- Directed by: Edward Cahn Bud Murray
- Written by: Hal Law Robert A. McGowan
- Produced by: Jack Chertok for MGM
- Cinematography: Robert Planck
- Edited by: Ralph E. Goldstien
- Distributed by: MGM
- Release date: December 2, 1939;
- Running time: 10:49
- Country: United States
- Language: English

= Time Out for Lessons =

Time Out for Lessons is a 1939 Our Gang short comedy film directed by Edward Cahn. It was the 185th Our Gang short to be released.

==Plot==
Afalfa is preparing for a football game with the gang before his father takes him aside to talk about his poor grades.
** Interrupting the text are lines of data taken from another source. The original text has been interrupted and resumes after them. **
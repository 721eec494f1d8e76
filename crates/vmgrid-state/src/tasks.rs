//! Per-node work queues.
//!
//! A queue is named after the node that consumes it. Each item carries a
//! list of [`Task`]s. Consumers poll [`ClusterDb::dequeue`] with their own
//! backoff; a claimed item stays invisible to other consumers until it is
//! resolved, or until an operator runs [`ClusterDb::restart_queues`] after
//! a crash.

use serde::{Deserialize, Serialize};
use tracing::{debug, error, info};

use vmgrid_store::{QueueHandle, StoreError, StoreExt};

use crate::db::ClusterDb;
use crate::error::StateResult;

/// Work a node can be asked to do. Closed: add a variant to extend.
#[derive(Debug, Clone, PartialEq, Serialize, Deserialize)]
#[serde(tag = "type", rename_all = "snake_case")]
pub enum Task {
    DeleteInstance {
        instance_uuid: String,
    },
    ErrorInstance {
        instance_uuid: String,
        error_message: String,
    },
}

impl Task {
    pub fn instance_uuid(&self) -> &str {
        match self {
            Task::DeleteInstance { instance_uuid } | Task::ErrorInstance { instance_uuid, .. } => instance_uuid,
        }
    }
}

#[derive(Debug, Clone, PartialEq, Serialize, Deserialize)]
pub struct QueueItem {
    pub tasks: Vec<Task>,
}

impl QueueItem {
    pub fn single(task: Task) -> Self {
        Self { tasks: vec![task] }
    }
}

/// Executes tasks pulled from a queue.
pub trait TaskHandler {
    type Error;

    fn delete_instance(&mut self, instance_uuid: &str) -> Result<(), Self::Error>;
    fn error_instance(&mut self, instance_uuid: &str, error_message: &str) -> Result<(), Self::Error>;
}

/// Route one task to its handler method.
pub fn dispatch<H: TaskHandler>(handler: &mut H, task: &Task) -> Result<(), H::Error> {
    match task {
        Task::DeleteInstance { instance_uuid } => handler.delete_instance(instance_uuid),
        Task::ErrorInstance {
            instance_uuid,
            error_message,
        } => handler.error_instance(instance_uuid, error_message),
    }
}

impl ClusterDb {
    pub fn enqueue(&self, queue: &str, item: &QueueItem) -> StateResult<()> {
        self.store().enqueue_as(queue, item)?;
        debug!(%queue, tasks = item.tasks.len(), "queue item enqueued");
        Ok(())
    }

    /// One attempt to claim the oldest unclaimed item. Never waits.
    ///
    /// An item that does not decode as a [`QueueItem`] is removed from the
    /// queue and reported as an error.
    pub fn dequeue(&self, queue: &str) -> StateResult<Option<(QueueItem, QueueHandle)>> {
        let Some((value, handle)) = self.store().dequeue(queue)? else {
            return Ok(None);
        };
        let item: QueueItem = match serde_json::from_value(value) {
            Ok(item) => item,
            Err(e) => {
                // No caller could resolve it without the handle.
                self.store().resolve(queue, &handle)?;
                error!(%queue, entry = %handle.entry(), error = %e, "discarded undecodable queue item");
                return Err(StoreError::Deserialize(e.to_string()).into());
            }
        };
        debug!(%queue, entry = %handle.entry(), "queue item claimed");
        Ok(Some((item, handle)))
    }

    pub fn resolve(&self, queue: &str, handle: &QueueHandle) -> StateResult<bool> {
        Ok(self.store().resolve(queue, handle)?)
    }

    pub fn get_queue_length(&self, queue: &str) -> StateResult<usize> {
        Ok(self.store().queue_length(queue)?)
    }

    pub fn restart_queues(&self) -> StateResult<usize> {
        let restarted = self.store().restart_queues()?;
        info!(restarted, "queues restarted");
        Ok(restarted)
    }

    /// Ask `node` to delete an instance.
    pub fn enqueue_instance_delete(&self, node: &str, instance_uuid: &str) -> StateResult<()> {
        self.enqueue(
            node,
            &QueueItem::single(Task::DeleteInstance {
                instance_uuid: instance_uuid.to_string(),
            }),
        )
    }

    /// Ask `node` to put an instance into error.
    pub fn enqueue_instance_error(&self, node: &str, instance_uuid: &str, error_message: &str) -> StateResult<()> {
        self.enqueue(
            node,
            &QueueItem::single(Task::ErrorInstance {
                instance_uuid: instance_uuid.to_string(),
                error_message: error_message.to_string(),
            }),
        )
    }
}

#[cfg(test)]
mod tests {
    use std::sync::Arc;

    use vmgrid_core::ClusterConfig;
    use vmgrid_store::RedbStore;

    use super::*;
    use crate::error::StateError;

    fn test_db() -> ClusterDb {
        let store = RedbStore::open_in_memory().unwrap();
        ClusterDb::new(Arc::new(store), ClusterConfig::for_node("sf-1", "10.0.0.1"))
    }

    #[derive(Default)]
    struct Recorder {
        calls: Vec<String>,
    }

    impl TaskHandler for Recorder {
        type Error = String;

        fn delete_instance(&mut self, instance_uuid: &str) -> Result<(), String> {
            self.calls.push(format!("delete {instance_uuid}"));
            Ok(())
        }

        fn error_instance(&mut self, instance_uuid: &str, error_message: &str) -> Result<(), String> {
            self.calls.push(format!("error {instance_uuid}: {error_message}"));
            Ok(())
        }
    }

    #[test]
    fn task_wire_format_is_tagged() {
        let task = Task::ErrorInstance {
            instance_uuid: "i-1".into(),
            error_message: "boom".into(),
        };
        let json = serde_json::to_value(&task).unwrap();
        assert_eq!(json["type"], "error_instance");
        assert_eq!(json["error_message"], "boom");
        assert_eq!(task.instance_uuid(), "i-1");
    }

    #[test]
    fn unknown_task_kind_is_rejected() {
        let raw = serde_json::json!({"type": "reboot_instance", "instance_uuid": "i-1"});
        assert!(serde_json::from_value::<Task>(raw).is_err());
    }

    #[test]
    fn dispatch_routes_by_variant() {
        let mut recorder = Recorder::default();
        let item = QueueItem {
            tasks: vec![
                Task::DeleteInstance {
                    instance_uuid: "i-1".into(),
                },
                Task::ErrorInstance {
                    instance_uuid: "i-2".into(),
                    error_message: "no capacity".into(),
                },
            ],
        };
        for task in &item.tasks {
            dispatch(&mut recorder, task).unwrap();
        }
        assert_eq!(recorder.calls, ["delete i-1", "error i-2: no capacity"]);
    }

    #[test]
    fn enqueue_dequeue_resolve() {
        let db = test_db();
        db.enqueue_instance_delete("sf-2", "i-1").unwrap();
        db.enqueue_instance_error("sf-2", "i-2", "failed").unwrap();
        assert_eq!(db.get_queue_length("sf-2").unwrap(), 2);

        let (item, handle) = db.dequeue("sf-2").unwrap().unwrap();
        assert_eq!(item.tasks[0].instance_uuid(), "i-1");
        assert!(db.resolve("sf-2", &handle).unwrap());

        let (item, _handle) = db.dequeue("sf-2").unwrap().unwrap();
        assert!(matches!(item.tasks[0], Task::ErrorInstance { .. }));
        assert!(db.dequeue("sf-2").unwrap().is_none());
        assert_eq!(db.get_queue_length("sf-2").unwrap(), 1);
    }

    #[test]
    fn undecodable_item_is_removed_from_the_queue() {
        let db = test_db();
        let unknown = serde_json::json!({"tasks": [{"type": "reboot_instance", "instance_uuid": "i-1"}]});
        db.store().enqueue("sf-2", &unknown).unwrap();
        db.enqueue_instance_delete("sf-2", "i-2").unwrap();

        let err = db.dequeue("sf-2").unwrap_err();
        assert!(matches!(err, StateError::Store(StoreError::Deserialize(_))));
        assert_eq!(db.get_queue_length("sf-2").unwrap(), 1);

        let (item, _handle) = db.dequeue("sf-2").unwrap().unwrap();
        assert_eq!(item.tasks[0].instance_uuid(), "i-2");
    }

    #[test]
    fn restart_returns_claimed_items() {
        let db = test_db();
        db.enqueue_instance_delete("sf-2", "i-1").unwrap();
        let _ = db.dequeue("sf-2").unwrap().unwrap();
        assert!(db.dequeue("sf-2").unwrap().is_none());

        assert_eq!(db.restart_queues().unwrap(), 1);
        assert!(db.dequeue("sf-2").unwrap().is_some());
    }
}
Alfalfa is told that he has a lot of Grade "D" on his tests and unless he improves his academic standing he'll never get to college. Alfalfa responds, "Don't 'D' stand for 'Dandy'?" He then informs his father that he intends to sail through college on a football scholarship. His father then puts forth an illustration to Alfalfa who imagines that he is a student at "Hale University" (a spoof of Yale University) and that he is a big football star with poor grades. During his dream about future gridiron triumphs, Alfalfa is brought down to earth when he envisions himself being disqualified by his professor from the inevitable "big game" due to his lousy grades. After picturing this scenario our hero vows to put football on the back burner in favor of cracking the books. His father encourages him to balance them out and not neglect one for the other. So, while Alfalfa doesn't give up football, he promises and encourages the gang to take "Time Out For Lessons".

==Cast==

===The Gang===
- Carl Switzer as Alfalfa
- Mickey Gubitosi as Mickey
- Darla Hood as Darla
- George McFarland as Spanky
- Billie Thomas as Buckwheat
- Shirley Coates as Muggsy
- Darwood Kaye as Waldo
- Leonard Landy as Leonard

===Additional cast===
- Gloria Brown as Spanky's dance partners
- Hugh Chapman as Kid encouraging Leonard
- Paul Hilton as Roommate
- Dickie Humphries as Kid encouraging Buckwheat
- Valerie Lee as Mickey's dance partner
- Si Wills as Alfalfa's father

===College extras===
Joe "Corky" Geil, James Gubitosi, Jovanni Gubitosi, Janice Hood, Jackie Horner, Payne Johnson, Larry Kert, Sidney Kibrick, Rae-Nell Laskey, Gerald Mackey, Tommy McFarland, Glenn Mickens, Priscilla Montgomery, Betty Ann Muir, Jo-Jo La Savio, Harold Switzer

==Notes==
- The film was the last appearance of Sidney Kibrick. He was initially a background character while his older brother Leonard was the gang bully. After his brother leaves, Sidney is teamed up with a new bully, Butch, played by Tommy Bond. Sidney becomes known as "Woim". His last episode as Butch's sidekick had been Captain Spanky's Showboat.
- Features an instrumental version of "The Jitterbug", a song written (but removed) from The Wizard of Oz.